La Organización Internacional del Trabajo (OIT) lanzó el Día mundial contra el trabajo infantil en 2002 para concentrar la atención en la magnitud global del trabajo infantil y en las medidas para erradicarlo. El 12 de junio de cada año, el Día mundial une los esfuerzos de gobiernos, organizaciones de empleadores y de trabajadores, representantes de la sociedad civil, medios de comunicación y muchos otros actores en el nivel local, como escuelas y gobiernos locales, en la campaña contra el trabajo infantil.
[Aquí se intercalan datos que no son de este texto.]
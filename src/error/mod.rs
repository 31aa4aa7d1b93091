// Error types for the feature compiler
//
// This module defines custom error types for compilation and storage
// operations, providing structured error handling with stable numeric codes
// so the CLI and log consumers can tell failure classes apart.

mod compile;
mod storage;

pub use compile::{log_compile_error, CompileError, CompileErrorCodes};
pub use storage::{log_storage_error, StorageError, StorageErrorCodes};

/// Error codes for structured error reporting
///
/// This trait provides a standard way to get error codes and messages
/// from custom error types, enabling consistent error handling across
/// the library and the command line front end.
pub trait ErrorCode {
    /// Get the numeric error code
    fn code(&self) -> i32;

    /// Get the human-readable error message
    fn message(&self) -> String;
}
El término trabajo infantil se refiere a cualquier trabajo que es física, mental, social o moralmente perjudicial para el niño, afecta su escolaridad y le impide jugar. Muchos niños no reciben alimentación ni cuidados apropiados. Se les niega la oportunidad de ser niños. Más de la mitad de estos niños están expuestos a las peores formas de trabajo infantil como trabajo en ambientes peligrosos, esclavitud, y otras formas de trabajo forzoso, actividades ilícitas incluyendo el tráfico de drogas y la prostitución. En Argentina, el trabajo de menores de 16 años está prohibido por ley, y se penaliza a los empleadores que se aprovechan económicamente del trabajo de menores.